TASK PROMPT: In the records that follow, the lines from the one containing "Record connection closed" to the one containing "self.requests_total.inc();", inclusive, are to be given again exactly.

WORKING DATA:
/// Prometheus metrics for the debug server

use crate::errors::DaemonResult;
use prometheus::{Counter, Encoder, IntGauge, Registry, TextEncoder};
use serde::{Deserialize, Serialize};
use std::sync::Arc;
use std::time::Instant;
use tracelens_core::{BreakpointStats, CollectorStats};

/// Point-in-time view of the server counters
#[derive(Debug, Clone, Default, PartialEq, Eq, Serialize, Deserialize)]
pub struct ServerStats {
    pub sessions_active: usize,
    pub connections_total: u64,
    pub auth_failures: u64,
    pub requests_total: u64,
    pub request_errors: u64,
    pub feed_events_delivered: u64,
    pub uptime_secs: u64,
}

/// Server metrics collector
pub struct ServerMetrics {
    registry: Arc<Registry>,

    // Connection metrics
    pub connections_total: Counter,
    pub connections_active: IntGauge,
    pub auth_failures_total: Counter,

    // Request metrics
    pub requests_total: Counter,
    pub request_errors_total: Counter,
    pub feed_events_total: Counter,

    // Subsystem gauges, refreshed on gather
    pub traces_active: IntGauge,
    pub steps_suspended: IntGauge,
    pub suspensions_total: IntGauge,
    pub events_dropped: IntGauge,

    pub server_start: Instant,
}

fn counter(registry: &Registry, name: &str, help: &str) -> DaemonResult<Counter> {
    let counter = Counter::new(name, help)?;
    registry.register(Box::new(counter.clone()))?;
    Ok(counter)
}

fn gauge(registry: &Registry, name: &str, help: &str) -> DaemonResult<IntGauge> {
    let gauge = IntGauge::new(name, help)?;
    registry.register(Box::new(gauge.clone()))?;
    Ok(gauge)
}

impl ServerMetrics {
    /// Create a new metrics collector
    pub fn new() -> DaemonResult<Self> {
        let registry = Arc::new(Registry::new_custom(Some("tracelens".to_string()), None)?);

        Ok(ServerMetrics {
            connections_total: counter(&registry, "connections_total", "Total debug connections")?,
            connections_active: gauge(&registry, "connections_active", "Active debug sessions")?,
            auth_failures_total: counter(
                &registry,
                "auth_failures_total",
                "Connections refused during authentication",
            )?,
            requests_total: counter(&registry, "requests_total", "Total client requests")?,
            request_errors_total: counter(
                &registry,
                "request_errors_total",
                "Client requests answered with an error",
            )?,
            feed_events_total: counter(
                &registry,
                "feed_events_total",
                "Feed events delivered to sessions",
            )?,
            traces_active: gauge(&registry, "traces_active", "Traces still open")?,
            steps_suspended: gauge(&registry, "steps_suspended", "Steps currently suspended")?,
            suspensions_total: gauge(
                &registry,
                "breakpoint_suspensions_total",
                "Steps suspended by breakpoints since start",
            )?,
            events_dropped: gauge(&registry, "engine_events_dropped", "Engine events dropped")?,
            registry,
            server_start: Instant::now(),
        })
    }

    /// Record new connection
    pub fn record_connection(&self) {
        self.connections_total.inc();
        self.connections_active.inc();
    }

    /// Record connection closed
    pub fn record_connection_closed(&self) {
        self.connections_active.dec();
    }

    pub fn record_auth_failure(&self) {
        self.auth_failures_total.inc();
    }

    /// Record a request and whether it failed
    pub fn record_request(&self, failed: bool) {
        self.requests_total.inc();
        if failed {
            self.request_errors_total.inc();
        }
    }

    pub fn record_feed_event(&self) {
        self.feed_events_total.inc();
    }

    /// Copy subsystem stats into the gauges
    pub fn refresh(&self, collector: &CollectorStats, breakpoints: &BreakpointStats) {
        self.traces_active.set(collector.active_traces as i64);
        self.events_dropped.set(collector.events_dropped as i64);
        self.steps_suspended.set(breakpoints.currently_suspended as i64);
        self.suspensions_total.set(breakpoints.suspensions as i64);
    }

    /// Get all metrics in Prometheus text format
    pub fn gather(&self) -> DaemonResult<String> {
        let families = self.registry.gather();
        let mut buffer = Vec::new();
        TextEncoder::new().encode(&families, &mut buffer)?;
        Ok(String::from_utf8_lossy(&buffer).into_owned())
    }

    pub fn uptime_secs(&self) -> u64 {
        self.server_start.elapsed().as_secs()
    }

    pub fn snapshot(&self, sessions_active: usize) -> ServerStats {
        ServerStats {
            sessions_active,
            connections_total: self.connections_total.get() as u64,
            auth_failures: self.auth_failures_total.get() as u64,
            requests_total: self.requests_total.get() as u64,
            request_errors: self.request_errors_total.get() as u64,
            feed_events_delivered: self.feed_events_total.get() as u64,
            uptime_secs: self.uptime_secs(),
        }
    }

    /// Get the registry
    pub fn registry(&self) -> Arc<Registry> {
        self.registry.clone()
    }
}

#[cfg(test)]
mod tests {
    use super::*;

    #[test]
    fn test_metrics_creation() {
        let metrics = ServerMetrics::new().unwrap();
        let text = metrics.gather().unwrap();
        assert!(text.contains("tracelens_connections_total"));
    }

    #[test]
    fn test_request_recording() {
        let metrics = ServerMetrics::new().unwrap();
        metrics.record_request(false);
        metrics.record_request(true);
        assert_eq!(metrics.requests_total.get(), 2.0);
        assert_eq!(metrics.request_errors_total.get(), 1.0);

        let stats = metrics.snapshot(0);
        assert_eq!(stats.requests_total, 2);
        assert_eq!(stats.request_errors, 1);
    }

    #[test]
    fn test_connection_recording() {
        let metrics = ServerMetrics::new().unwrap();
        metrics.record_connection();
        assert_eq!(metrics.connections_active.get(), 1);
        metrics.record_connection_closed();
        assert_eq!(metrics.connections_active.get(), 0);
        assert_eq!(metrics.connections_total.get(), 1.0);
    }

    #[test]
    fn test_refresh_from_stats() {
        let metrics = ServerMetrics::new().unwrap();
        let collector = CollectorStats {
            active_traces: 3,
            events_dropped: 2,
            ..Default::default()
        };
        let breakpoints = BreakpointStats {
            currently_suspended: 1,
            suspensions: 4,
            ..Default::default()
        };
        metrics.refresh(&collector, &breakpoints);
        assert_eq!(metrics.traces_active.get(), 3);
        assert_eq!(metrics.steps_suspended.get(), 1);
        assert!(metrics.gather().unwrap().contains("tracelens_breakpoint_suspensions_total 4"));
    }
}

RESULT FOR THIS TASK:
    /// Record connection closed
    pub fn record_connection_closed(&self) {
        self.connections_active.dec();
    }

    pub fn record_auth_failure(&self) {
        self.auth_failures_total.inc();
    }

    /// Record a request and whether it failed
    pub fn record_request(&self, failed: bool) {
        self.requests_total.inc();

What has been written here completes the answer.